𝑿 = [\begin{array}{ll} 1 & - 1 \\ i & i \end{array}], 𝑹 𝑿 = [\begin{array}{ll} e^{- i θ} & - e^{i θ} \\ i e^{- i θ} & i e^{i θ} \end{array}] = [\begin{array}{ll} 1 & - 1 \\ i & i \end{array}] [\begin{array}{ll} e^{- i θ} & 0 \\ 0 & e^{i θ} \end{array}] .

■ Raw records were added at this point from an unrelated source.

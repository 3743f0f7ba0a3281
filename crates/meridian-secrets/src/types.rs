//! Core types for secret retrieval.

use std::fmt;

use secrecy::{ExposeSecret, SecretString};
use serde::{Deserialize, Serialize};
use subtle::ConstantTimeEq;
use zeroize::{Zeroize, ZeroizeOnDrop};

/// Scope at which a secret is stored.
///
/// Secrets are resolved from most specific (Environment) to least specific
/// (Global), so a team can override a platform-wide token for one
/// environment only.
#[derive(Debug, Clone, PartialEq, Eq, Hash, Serialize, Deserialize)]
#[serde(tag = "type", rename_all = "lowercase")]
pub enum SecretScope {
    /// Available to every team and environment.
    Global,

    /// Available to every environment of one team.
    Team {
        /// The team identifier.
        team: String,
    },

    /// Specific to a team and environment.
    Environment {
        /// The team identifier.
        team: String,
        /// The environment name (`prod` or `nonprod`).
        environment: String,
    },
}

impl SecretScope {
    /// Creates a global scope.
    #[must_use]
    pub const fn global() -> Self {
        Self::Global
    }

    /// Creates a team scope.
    #[must_use]
    pub fn team(team: impl Into<String>) -> Self {
        Self::Team { team: team.into() }
    }

    /// Creates an environment scope.
    #[must_use]
    pub fn environment(team: impl Into<String>, environment: impl Into<String>) -> Self {
        Self::Environment {
            team: team.into(),
            environment: environment.into(),
        }
    }

    /// Returns a string key for storage.
    #[must_use]
    pub fn to_key(&self) -> String {
        self.to_string()
    }
}

impl fmt::Display for SecretScope {
    fn fmt(&self, f: &mut fmt::Formatter<'_>) -> fmt::Result {
        match self {
            Self::Global => write!(f, "global"),
            Self::Team { team } => write!(f, "team:{team}"),
            Self::Environment { team, environment } => write!(f, "env:{team}:{environment}"),
        }
    }
}

/// A secret value with automatic memory zeroisation.
///
/// `Debug` never prints the value, so a token can sit inside structs that
/// are logged with `?` without leaking.
#[derive(Clone, Zeroize, ZeroizeOnDrop)]
pub struct SecretValue {
    #[zeroize(skip)]
    inner: SecretString,
}

impl SecretValue {
    /// Creates a new secret value from a string.
    #[must_use]
    pub fn new(value: impl Into<String>) -> Self {
        Self {
            inner: SecretString::from(value.into()),
        }
    }

    /// Exposes the secret value for use.
    ///
    /// The returned reference must not be logged or stored.
    #[must_use]
    pub fn expose(&self) -> &str {
        self.inner.expose_secret()
    }

    /// Returns the length of the secret value in bytes.
    #[must_use]
    pub fn len(&self) -> usize {
        self.inner.expose_secret().len()
    }

    /// Returns true if the secret value is empty.
    #[must_use]
    pub fn is_empty(&self) -> bool {
        self.inner.expose_secret().is_empty()
    }
}

impl fmt::Debug for SecretValue {
    fn fmt(&self, f: &mut fmt::Formatter<'_>) -> fmt::Result {
        f.write_str("[REDACTED]")
    }
}

impl PartialEq for SecretValue {
    /// Constant-time comparison.
    fn eq(&self, other: &Self) -> bool {
        let self_bytes = self.inner.expose_secret().as_bytes();
        let other_bytes = other.inner.expose_secret().as_bytes();

        if self_bytes.len() != other_bytes.len() {
            return false;
        }

        self_bytes.ct_eq(other_bytes).into()
    }
}

impl Eq for SecretValue {}

/// Context for resolving secrets across scopes.
#[derive(Debug, Clone, Default, Serialize, Deserialize)]
pub struct SecretContext {
    /// The team the secret is resolved for, if any.
    pub team: Option<String>,

    /// The target environment, if any.
    pub environment: Option<String>,
}

impl SecretContext {
    /// Creates a new empty context.
    #[must_use]
    pub fn new() -> Self {
        Self::default()
    }

    /// Sets the team for this context.
    #[must_use]
    pub fn with_team(mut self, team: impl Into<String>) -> Self {
        self.team = Some(team.into());
        self
    }

    /// Sets the environment for this context.
    #[must_use]
    pub fn with_environment(mut self, environment: impl Into<String>) -> Self {
        self.environment = Some(environment.into());
        self
    }

    /// Returns the scopes to search in resolution order (most specific first).
    #[must_use]
    pub fn resolution_order(&self) -> Vec<SecretScope> {
        let mut scopes = Vec::with_capacity(3);

        if let (Some(team), Some(environment)) = (&self.team, &self.environment) {
            scopes.push(SecretScope::environment(team, environment));
        }

        if let Some(team) = &self.team {
            scopes.push(SecretScope::team(team));
        }

        scopes.push(SecretScope::global());
        scopes
    }
}

#[cfg(test)]
mod tests {
    use super::*;

    #[test]
    fn secret_scope_to_key() {
        assert_eq!(SecretScope::global().to_key(), "global");
        assert_eq!(SecretScope::team("team-a").to_key(), "team:team-a");
        assert_eq!(
            SecretScope::environment("team-a", "prod").to_key(),
            "env:team-a:prod"
        );
    }

    #[test]
    fn secret_value_redacted_debug() {
        let value = SecretValue::new("super-secret");
        let debug = format!("{value:?}");
        assert_eq!(debug, "[REDACTED]");
        assert!(!debug.contains("super-secret"));
    }

    #[test]
    fn secret_value_compares_by_content() {
        assert_eq!(SecretValue::new("token-1234"), SecretValue::new("token-1234"));
        assert_ne!(SecretValue::new("token-1234"), SecretValue::new("token-9999"));
        assert_ne!(SecretValue::new("token"), SecretValue::new("token-1234"));
        assert!(SecretValue::new("").is_empty());
    }

    #[test]
    fn secret_context_resolution_order() {
        let ctx = SecretContext::new()
            .with_team("team-a")
            .with_environment("nonprod");

        let scopes = ctx.resolution_order();
        assert_eq!(
            scopes,
            vec![
                SecretScope::environment("team-a", "nonprod"),
                SecretScope::team("team-a"),
                SecretScope::global(),
            ]
        );
    }

    #[test]
    fn environment_without_team_is_ignored() {
        let ctx = SecretContext::new().with_environment("prod");
        assert_eq!(ctx.resolution_order(), vec![SecretScope::global()]);
    }
}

∴	R=[1 -1; 1 1]/sqrt(2); eigvals(R)

$[\begin{array}{c} 0.7071067811865475 - 0.7071067811865475 i \\ 0.7071067811865475 + 0.7071067811865475 i \end{array}]$ (3)

∴	eigvecs(R)

$[\begin{array}{cc} 0.7071067811865475 + 0.0 i & 0.7071067811865475 + 0.0 i \\ 0.0 + 0.7071067811865475 i & 0.0 - 0.7071067811865475 i \end{array}]$ (4)

∴

$\circ$ Second-order differentiation matrix. Eigenvalues of matrices arising from discretization of continuum operators can be obtained from the operator eigenproblem. The second-order differentiation operator $\partial_{x}^{2}$ has eigenvalues $- ξ^{2}$ associated with eigenfunctions $\sin (ξ x)$

\partial_{x}^{2} \sin (ξ x) = - ξ^{2} \sin (ξ x) .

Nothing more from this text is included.